## What you will do:
Only lines containing the string "column" belong in the answer; copy all of them from the entries.

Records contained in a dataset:

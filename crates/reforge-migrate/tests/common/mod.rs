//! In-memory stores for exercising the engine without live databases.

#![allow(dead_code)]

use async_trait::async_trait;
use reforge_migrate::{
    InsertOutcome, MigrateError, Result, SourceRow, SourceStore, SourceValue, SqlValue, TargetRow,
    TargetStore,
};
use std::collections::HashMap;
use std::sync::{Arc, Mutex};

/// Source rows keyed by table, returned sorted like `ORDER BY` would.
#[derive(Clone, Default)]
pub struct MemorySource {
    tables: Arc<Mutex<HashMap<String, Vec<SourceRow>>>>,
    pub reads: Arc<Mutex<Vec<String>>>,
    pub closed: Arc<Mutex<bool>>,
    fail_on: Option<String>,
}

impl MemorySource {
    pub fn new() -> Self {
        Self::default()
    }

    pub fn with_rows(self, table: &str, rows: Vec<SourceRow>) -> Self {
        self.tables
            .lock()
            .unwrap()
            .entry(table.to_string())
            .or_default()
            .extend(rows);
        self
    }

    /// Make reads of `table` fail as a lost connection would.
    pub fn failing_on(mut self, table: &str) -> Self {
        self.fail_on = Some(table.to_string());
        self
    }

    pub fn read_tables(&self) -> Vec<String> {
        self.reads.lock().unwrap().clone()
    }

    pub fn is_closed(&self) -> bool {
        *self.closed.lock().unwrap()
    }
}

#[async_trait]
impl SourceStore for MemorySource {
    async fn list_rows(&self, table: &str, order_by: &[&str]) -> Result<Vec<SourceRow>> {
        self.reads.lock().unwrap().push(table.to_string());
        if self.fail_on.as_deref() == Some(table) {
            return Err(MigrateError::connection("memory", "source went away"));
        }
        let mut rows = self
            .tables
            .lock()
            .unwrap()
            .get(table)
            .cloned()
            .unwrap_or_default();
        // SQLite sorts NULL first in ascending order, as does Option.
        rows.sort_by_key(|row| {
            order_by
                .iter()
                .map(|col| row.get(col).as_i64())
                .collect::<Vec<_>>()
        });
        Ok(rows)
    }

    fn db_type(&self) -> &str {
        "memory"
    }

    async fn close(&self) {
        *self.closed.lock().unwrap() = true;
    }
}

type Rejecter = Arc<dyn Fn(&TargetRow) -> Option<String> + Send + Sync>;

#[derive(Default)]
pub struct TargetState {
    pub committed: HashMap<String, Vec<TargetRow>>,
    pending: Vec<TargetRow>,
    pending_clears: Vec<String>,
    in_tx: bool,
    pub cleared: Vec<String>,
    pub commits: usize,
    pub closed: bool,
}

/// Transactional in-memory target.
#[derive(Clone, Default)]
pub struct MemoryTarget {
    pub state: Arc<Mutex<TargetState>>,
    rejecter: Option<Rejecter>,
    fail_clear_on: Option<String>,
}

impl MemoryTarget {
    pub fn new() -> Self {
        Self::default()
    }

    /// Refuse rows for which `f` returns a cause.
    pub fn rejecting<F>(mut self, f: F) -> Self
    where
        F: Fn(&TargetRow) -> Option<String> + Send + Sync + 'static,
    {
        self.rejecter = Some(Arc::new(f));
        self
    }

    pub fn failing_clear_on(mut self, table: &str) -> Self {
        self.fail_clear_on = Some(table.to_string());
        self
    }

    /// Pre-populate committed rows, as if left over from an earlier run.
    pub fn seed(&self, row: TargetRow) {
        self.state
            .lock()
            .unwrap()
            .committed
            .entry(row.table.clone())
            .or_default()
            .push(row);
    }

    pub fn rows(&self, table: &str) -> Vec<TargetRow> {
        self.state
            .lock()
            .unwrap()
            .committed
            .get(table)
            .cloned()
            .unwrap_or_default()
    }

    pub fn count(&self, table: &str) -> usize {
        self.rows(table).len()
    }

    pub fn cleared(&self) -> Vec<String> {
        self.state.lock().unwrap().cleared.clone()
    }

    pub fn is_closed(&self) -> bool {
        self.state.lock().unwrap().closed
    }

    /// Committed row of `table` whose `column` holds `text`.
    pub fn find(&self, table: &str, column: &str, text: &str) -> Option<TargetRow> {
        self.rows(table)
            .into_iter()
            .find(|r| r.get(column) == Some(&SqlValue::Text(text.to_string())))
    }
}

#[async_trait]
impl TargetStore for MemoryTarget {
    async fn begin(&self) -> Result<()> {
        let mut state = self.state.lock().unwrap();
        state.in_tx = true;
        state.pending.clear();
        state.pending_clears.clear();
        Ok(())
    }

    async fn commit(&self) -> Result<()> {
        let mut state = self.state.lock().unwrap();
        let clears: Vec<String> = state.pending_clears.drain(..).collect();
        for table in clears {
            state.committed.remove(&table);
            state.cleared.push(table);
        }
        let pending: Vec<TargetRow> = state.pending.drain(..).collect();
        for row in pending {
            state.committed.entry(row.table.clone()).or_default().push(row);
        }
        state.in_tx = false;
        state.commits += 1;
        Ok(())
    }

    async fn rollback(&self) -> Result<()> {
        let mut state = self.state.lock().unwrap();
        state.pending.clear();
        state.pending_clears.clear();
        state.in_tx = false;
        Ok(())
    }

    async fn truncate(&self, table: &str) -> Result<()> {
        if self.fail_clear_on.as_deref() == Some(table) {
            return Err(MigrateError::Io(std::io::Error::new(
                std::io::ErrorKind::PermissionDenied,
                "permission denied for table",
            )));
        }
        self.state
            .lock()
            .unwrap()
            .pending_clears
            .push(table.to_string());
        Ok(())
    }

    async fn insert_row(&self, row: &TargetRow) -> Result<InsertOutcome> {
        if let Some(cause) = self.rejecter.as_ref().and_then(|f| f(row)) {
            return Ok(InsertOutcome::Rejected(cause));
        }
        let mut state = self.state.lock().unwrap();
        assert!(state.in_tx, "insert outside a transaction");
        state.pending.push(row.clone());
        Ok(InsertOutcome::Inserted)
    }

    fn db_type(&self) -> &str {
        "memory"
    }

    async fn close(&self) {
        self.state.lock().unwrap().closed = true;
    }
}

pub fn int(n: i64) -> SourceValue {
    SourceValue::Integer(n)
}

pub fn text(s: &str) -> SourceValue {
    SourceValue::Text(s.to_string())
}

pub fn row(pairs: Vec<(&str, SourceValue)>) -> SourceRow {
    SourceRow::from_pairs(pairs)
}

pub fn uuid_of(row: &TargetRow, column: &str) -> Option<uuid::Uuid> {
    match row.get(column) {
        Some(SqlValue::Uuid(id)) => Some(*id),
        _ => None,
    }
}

## Written response:
    /// Committed row of `table` whose `column` holds `text`.
    pub fn find(&self, table: &str, column: &str, text: &str) -> Option<TargetRow> {
            .find(|r| r.get(column) == Some(&SqlValue::Text(text.to_string())))
pub fn uuid_of(row: &TargetRow, column: &str) -> Option<uuid::Uuid> {
    match row.get(column) {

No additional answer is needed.